Information given -
• • • • •
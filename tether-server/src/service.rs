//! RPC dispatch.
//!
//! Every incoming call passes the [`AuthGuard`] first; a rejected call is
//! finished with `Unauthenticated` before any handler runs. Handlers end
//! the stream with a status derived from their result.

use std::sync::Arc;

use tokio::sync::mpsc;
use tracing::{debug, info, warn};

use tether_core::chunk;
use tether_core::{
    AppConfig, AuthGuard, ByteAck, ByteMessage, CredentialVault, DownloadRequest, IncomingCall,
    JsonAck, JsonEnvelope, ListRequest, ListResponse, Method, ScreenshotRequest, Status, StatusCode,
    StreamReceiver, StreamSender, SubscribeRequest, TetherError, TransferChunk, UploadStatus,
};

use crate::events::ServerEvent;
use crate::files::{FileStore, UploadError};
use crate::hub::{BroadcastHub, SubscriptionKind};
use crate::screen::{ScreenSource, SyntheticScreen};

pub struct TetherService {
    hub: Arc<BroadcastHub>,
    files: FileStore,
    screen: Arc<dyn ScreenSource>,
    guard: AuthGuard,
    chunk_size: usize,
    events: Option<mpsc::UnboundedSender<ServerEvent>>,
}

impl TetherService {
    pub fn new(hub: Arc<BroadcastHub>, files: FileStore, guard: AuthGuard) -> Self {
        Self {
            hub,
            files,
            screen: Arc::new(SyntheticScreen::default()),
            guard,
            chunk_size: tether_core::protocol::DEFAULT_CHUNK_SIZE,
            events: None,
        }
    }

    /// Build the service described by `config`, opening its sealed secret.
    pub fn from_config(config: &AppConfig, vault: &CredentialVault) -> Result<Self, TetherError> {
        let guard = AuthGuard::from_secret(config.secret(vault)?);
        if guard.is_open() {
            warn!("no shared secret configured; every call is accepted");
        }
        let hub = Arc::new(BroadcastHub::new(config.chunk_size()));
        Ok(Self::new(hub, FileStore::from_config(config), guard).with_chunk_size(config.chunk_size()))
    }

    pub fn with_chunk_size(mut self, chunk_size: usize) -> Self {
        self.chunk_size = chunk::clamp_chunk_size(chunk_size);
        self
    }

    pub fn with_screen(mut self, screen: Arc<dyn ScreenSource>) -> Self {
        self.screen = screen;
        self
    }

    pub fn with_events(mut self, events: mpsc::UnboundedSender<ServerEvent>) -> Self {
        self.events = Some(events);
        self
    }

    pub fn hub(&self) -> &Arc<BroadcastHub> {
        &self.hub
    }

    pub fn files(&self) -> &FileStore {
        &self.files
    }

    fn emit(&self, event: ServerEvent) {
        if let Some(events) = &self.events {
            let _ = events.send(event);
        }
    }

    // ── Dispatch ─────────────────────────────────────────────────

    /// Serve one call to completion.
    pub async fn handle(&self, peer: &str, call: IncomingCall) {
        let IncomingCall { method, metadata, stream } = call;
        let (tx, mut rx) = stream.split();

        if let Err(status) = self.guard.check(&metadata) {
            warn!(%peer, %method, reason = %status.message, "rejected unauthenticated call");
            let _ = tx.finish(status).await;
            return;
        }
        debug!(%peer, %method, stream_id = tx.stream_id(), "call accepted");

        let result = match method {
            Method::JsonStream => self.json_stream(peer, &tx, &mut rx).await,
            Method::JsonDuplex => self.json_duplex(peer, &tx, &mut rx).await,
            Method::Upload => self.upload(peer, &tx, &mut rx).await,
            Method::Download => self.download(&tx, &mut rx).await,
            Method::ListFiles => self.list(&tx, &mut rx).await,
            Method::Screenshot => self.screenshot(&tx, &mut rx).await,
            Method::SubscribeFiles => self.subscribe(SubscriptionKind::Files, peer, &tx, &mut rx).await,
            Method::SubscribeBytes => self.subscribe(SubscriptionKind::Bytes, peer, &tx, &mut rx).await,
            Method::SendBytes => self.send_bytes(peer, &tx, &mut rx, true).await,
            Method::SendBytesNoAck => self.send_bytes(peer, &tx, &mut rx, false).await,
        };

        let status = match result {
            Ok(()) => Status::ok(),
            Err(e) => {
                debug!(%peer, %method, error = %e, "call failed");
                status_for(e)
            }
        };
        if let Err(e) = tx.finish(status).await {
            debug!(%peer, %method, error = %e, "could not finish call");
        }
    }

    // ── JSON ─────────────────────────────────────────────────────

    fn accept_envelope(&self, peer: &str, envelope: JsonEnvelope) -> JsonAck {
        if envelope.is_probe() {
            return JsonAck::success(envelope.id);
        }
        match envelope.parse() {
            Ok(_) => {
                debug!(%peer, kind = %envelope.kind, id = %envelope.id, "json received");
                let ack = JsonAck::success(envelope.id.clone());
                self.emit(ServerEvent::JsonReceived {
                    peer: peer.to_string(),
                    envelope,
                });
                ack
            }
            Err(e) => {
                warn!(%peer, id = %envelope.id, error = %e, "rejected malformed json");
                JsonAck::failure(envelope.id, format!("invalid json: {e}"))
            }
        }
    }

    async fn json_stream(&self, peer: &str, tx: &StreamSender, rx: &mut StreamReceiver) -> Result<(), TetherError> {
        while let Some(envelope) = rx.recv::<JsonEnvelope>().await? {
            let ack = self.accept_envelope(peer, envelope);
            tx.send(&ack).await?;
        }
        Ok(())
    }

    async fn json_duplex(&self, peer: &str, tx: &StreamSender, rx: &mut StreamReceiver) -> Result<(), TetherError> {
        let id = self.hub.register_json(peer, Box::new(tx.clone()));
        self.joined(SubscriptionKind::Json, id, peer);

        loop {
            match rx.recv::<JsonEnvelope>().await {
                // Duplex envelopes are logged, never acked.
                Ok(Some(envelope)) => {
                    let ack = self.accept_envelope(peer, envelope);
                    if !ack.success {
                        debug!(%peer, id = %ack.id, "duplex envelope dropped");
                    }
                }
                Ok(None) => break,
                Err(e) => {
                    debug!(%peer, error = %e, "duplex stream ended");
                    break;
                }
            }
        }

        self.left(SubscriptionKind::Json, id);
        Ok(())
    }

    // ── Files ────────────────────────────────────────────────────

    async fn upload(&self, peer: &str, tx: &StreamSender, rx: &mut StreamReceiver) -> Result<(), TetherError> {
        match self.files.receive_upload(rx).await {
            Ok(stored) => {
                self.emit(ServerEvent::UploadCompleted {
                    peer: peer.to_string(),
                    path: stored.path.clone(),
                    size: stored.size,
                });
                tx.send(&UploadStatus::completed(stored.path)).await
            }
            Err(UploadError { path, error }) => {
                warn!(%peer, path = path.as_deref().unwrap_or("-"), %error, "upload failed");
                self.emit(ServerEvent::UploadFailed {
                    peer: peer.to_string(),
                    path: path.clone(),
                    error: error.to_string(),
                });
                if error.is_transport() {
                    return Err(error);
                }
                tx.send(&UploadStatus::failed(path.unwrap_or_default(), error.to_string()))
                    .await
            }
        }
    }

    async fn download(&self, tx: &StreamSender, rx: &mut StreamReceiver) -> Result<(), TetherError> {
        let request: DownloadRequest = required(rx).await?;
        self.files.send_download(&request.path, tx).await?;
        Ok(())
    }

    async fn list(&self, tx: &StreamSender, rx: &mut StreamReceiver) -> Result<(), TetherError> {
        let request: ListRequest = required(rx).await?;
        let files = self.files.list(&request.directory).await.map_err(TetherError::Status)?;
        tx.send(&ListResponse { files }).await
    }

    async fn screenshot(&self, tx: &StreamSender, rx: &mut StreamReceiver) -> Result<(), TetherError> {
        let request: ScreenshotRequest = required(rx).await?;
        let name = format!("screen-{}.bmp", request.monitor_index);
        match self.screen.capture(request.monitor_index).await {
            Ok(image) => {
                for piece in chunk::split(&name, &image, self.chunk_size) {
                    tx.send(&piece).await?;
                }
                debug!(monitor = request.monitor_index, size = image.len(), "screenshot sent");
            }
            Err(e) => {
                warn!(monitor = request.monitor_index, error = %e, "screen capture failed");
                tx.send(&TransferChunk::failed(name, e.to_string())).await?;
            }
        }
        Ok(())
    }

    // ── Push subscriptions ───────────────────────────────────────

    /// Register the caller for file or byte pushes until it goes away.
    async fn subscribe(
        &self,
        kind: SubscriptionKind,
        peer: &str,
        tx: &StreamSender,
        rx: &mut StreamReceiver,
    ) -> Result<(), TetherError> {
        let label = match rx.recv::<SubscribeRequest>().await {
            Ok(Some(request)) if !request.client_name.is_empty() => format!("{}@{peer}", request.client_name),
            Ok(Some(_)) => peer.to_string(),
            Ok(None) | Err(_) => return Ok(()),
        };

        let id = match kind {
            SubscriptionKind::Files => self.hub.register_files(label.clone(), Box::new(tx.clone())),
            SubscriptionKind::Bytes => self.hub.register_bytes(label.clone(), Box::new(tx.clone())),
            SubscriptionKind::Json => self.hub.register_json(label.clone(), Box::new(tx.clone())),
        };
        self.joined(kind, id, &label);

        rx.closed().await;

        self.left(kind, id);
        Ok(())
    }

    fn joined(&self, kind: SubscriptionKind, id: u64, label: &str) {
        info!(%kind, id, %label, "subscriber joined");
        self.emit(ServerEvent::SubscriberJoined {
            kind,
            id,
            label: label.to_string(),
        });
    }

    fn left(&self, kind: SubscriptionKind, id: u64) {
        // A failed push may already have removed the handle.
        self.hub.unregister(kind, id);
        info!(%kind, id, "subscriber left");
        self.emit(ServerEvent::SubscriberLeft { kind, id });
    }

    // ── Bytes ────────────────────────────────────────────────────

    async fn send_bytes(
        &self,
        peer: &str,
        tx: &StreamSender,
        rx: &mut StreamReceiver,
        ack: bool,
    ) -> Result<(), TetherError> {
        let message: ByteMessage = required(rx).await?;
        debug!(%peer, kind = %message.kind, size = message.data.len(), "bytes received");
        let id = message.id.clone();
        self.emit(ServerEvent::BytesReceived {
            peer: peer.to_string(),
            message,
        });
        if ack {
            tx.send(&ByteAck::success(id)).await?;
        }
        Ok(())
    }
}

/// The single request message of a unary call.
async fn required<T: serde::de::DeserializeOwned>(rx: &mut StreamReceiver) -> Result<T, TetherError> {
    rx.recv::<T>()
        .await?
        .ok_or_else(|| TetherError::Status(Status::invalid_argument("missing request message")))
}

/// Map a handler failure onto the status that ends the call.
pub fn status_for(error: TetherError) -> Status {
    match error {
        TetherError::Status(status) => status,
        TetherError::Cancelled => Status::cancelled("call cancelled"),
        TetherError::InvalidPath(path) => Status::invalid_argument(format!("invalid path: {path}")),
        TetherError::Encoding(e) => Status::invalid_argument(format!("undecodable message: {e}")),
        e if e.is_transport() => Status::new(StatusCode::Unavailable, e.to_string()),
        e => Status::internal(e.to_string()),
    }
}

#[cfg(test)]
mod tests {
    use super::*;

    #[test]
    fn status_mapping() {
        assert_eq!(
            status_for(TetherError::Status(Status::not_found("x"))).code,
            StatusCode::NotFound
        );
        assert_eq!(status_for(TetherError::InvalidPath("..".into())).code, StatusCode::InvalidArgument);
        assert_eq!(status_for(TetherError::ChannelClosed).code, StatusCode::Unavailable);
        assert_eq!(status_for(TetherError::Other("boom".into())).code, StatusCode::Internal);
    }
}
• • • • •
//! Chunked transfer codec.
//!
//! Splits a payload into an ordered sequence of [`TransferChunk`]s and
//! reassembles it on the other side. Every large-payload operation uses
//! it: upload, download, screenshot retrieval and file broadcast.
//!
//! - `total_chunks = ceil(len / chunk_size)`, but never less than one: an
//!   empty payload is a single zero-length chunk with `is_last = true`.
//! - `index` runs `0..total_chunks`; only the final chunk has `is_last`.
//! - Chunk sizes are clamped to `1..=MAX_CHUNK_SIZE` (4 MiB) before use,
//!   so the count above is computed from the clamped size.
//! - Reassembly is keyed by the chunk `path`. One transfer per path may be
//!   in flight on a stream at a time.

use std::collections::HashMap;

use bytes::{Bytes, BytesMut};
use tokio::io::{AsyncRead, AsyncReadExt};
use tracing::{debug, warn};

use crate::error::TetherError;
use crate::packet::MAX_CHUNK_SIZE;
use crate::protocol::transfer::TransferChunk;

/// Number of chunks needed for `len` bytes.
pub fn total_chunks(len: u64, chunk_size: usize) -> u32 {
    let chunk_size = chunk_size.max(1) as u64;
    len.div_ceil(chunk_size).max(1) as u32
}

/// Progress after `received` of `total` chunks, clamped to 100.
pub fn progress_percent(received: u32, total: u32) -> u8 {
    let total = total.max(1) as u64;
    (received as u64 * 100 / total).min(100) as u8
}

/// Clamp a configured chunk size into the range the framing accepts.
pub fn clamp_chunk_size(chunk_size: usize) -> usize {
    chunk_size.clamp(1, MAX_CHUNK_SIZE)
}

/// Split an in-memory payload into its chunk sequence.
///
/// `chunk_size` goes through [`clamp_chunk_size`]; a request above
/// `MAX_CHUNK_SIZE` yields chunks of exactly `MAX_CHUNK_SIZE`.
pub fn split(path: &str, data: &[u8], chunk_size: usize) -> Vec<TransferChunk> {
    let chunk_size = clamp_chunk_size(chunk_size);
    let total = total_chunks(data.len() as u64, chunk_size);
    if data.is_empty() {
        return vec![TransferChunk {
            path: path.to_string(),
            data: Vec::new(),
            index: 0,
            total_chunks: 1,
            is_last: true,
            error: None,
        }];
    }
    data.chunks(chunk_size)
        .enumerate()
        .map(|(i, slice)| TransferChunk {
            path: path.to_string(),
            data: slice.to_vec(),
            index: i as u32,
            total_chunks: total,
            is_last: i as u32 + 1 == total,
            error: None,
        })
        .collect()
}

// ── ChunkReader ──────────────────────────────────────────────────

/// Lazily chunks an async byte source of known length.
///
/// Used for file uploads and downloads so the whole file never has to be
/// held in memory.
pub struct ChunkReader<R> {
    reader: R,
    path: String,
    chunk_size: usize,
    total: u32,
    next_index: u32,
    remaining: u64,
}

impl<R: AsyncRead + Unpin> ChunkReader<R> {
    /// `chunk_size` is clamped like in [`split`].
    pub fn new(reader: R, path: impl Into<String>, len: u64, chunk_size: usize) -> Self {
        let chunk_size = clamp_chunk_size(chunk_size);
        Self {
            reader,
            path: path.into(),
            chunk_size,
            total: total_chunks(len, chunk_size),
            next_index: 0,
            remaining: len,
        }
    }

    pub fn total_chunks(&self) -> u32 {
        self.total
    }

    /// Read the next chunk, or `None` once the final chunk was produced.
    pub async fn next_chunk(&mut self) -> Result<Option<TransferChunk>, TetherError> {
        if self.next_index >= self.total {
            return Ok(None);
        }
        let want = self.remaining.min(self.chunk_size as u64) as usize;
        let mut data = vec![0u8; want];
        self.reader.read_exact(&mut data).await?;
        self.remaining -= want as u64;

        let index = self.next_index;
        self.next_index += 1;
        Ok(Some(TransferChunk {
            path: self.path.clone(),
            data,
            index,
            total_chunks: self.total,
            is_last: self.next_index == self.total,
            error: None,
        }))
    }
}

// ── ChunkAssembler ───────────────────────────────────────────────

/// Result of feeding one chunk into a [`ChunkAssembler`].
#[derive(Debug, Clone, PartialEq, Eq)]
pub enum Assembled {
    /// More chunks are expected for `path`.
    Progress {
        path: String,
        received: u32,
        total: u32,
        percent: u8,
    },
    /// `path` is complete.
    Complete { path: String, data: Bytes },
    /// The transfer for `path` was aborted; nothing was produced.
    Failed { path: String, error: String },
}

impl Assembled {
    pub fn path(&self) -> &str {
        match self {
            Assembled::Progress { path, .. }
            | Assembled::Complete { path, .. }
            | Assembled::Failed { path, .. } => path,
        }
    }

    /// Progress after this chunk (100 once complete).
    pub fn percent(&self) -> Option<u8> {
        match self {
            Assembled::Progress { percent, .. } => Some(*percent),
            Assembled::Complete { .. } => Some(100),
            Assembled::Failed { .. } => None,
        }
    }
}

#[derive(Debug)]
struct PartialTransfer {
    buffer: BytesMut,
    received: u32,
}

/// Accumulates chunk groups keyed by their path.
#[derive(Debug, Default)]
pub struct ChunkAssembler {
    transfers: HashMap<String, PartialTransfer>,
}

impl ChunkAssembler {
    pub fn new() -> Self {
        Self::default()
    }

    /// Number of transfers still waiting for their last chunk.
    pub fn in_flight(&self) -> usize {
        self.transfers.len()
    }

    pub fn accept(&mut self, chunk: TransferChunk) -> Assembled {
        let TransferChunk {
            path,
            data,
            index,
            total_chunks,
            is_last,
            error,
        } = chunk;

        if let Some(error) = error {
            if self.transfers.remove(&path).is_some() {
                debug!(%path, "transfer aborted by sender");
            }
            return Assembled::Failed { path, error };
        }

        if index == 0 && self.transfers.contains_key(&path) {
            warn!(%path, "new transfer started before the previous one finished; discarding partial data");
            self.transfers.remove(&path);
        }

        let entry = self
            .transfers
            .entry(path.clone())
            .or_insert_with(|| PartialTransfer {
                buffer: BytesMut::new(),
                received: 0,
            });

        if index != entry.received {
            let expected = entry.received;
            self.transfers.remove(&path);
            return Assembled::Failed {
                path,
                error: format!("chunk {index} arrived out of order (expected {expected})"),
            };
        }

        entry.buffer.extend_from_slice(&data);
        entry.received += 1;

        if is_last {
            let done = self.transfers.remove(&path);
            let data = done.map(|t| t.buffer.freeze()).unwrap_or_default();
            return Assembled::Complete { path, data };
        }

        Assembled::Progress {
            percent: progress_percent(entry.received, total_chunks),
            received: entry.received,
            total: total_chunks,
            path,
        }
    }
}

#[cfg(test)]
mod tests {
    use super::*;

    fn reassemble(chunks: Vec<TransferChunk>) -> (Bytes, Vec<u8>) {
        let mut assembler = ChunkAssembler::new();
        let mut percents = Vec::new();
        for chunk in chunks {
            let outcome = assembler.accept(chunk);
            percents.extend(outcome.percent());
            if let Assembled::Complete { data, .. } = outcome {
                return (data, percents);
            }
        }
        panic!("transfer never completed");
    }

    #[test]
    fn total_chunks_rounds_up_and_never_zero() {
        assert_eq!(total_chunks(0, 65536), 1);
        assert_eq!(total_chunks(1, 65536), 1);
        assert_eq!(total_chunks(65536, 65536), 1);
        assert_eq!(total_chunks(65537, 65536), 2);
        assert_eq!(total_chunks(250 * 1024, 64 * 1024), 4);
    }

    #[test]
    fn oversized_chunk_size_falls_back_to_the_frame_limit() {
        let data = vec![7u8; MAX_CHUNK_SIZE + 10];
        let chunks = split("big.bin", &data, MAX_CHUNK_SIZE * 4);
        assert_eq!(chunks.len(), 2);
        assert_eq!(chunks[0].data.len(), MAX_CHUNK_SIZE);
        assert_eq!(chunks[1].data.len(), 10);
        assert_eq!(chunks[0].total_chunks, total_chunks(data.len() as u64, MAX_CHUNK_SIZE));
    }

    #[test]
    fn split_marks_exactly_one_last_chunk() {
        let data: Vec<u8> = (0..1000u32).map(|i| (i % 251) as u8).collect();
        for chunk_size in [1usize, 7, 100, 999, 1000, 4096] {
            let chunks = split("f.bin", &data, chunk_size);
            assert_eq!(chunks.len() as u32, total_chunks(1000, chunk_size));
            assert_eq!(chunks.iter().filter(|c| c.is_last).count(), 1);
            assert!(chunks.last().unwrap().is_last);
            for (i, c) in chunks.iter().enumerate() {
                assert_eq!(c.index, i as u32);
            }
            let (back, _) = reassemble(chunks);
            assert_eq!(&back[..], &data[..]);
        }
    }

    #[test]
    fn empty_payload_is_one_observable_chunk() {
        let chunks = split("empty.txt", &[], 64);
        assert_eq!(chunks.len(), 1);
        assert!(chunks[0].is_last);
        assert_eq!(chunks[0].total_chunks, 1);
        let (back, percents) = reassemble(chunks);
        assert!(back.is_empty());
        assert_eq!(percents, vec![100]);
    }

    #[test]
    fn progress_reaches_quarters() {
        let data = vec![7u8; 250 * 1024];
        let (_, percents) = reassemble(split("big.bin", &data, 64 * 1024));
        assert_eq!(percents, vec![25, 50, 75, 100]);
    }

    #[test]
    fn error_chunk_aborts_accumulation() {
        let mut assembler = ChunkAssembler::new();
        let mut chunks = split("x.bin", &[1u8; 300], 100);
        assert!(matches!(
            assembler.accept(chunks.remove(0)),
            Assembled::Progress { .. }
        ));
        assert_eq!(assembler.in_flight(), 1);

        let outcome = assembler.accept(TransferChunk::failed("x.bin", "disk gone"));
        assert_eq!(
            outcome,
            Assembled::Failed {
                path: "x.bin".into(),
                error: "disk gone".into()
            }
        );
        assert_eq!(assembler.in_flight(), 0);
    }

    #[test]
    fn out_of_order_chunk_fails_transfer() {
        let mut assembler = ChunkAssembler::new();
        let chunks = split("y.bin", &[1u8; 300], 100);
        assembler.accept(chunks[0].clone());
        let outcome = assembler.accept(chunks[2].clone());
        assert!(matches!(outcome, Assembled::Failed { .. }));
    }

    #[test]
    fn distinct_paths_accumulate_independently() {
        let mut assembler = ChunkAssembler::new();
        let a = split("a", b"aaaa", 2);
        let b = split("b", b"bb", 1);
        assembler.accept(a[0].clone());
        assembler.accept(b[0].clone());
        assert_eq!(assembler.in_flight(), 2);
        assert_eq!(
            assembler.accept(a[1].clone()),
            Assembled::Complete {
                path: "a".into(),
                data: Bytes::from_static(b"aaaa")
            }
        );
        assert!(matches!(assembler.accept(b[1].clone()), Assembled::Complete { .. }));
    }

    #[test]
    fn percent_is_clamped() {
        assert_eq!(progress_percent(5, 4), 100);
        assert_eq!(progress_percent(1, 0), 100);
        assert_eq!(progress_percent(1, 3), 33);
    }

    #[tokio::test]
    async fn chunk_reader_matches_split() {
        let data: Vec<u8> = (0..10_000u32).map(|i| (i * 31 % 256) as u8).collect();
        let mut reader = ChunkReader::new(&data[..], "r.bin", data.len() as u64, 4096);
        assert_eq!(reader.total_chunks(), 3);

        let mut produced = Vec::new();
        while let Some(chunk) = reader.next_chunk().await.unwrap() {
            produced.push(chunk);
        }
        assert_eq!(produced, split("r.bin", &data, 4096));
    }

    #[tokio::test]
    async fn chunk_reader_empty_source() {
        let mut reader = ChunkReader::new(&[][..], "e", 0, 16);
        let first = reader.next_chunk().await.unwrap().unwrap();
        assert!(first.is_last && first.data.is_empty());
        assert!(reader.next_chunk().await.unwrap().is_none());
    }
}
• • • • •
Work to be completed - A single number is required: how many lines in these records contain "ListRequest".

Response to this task - 2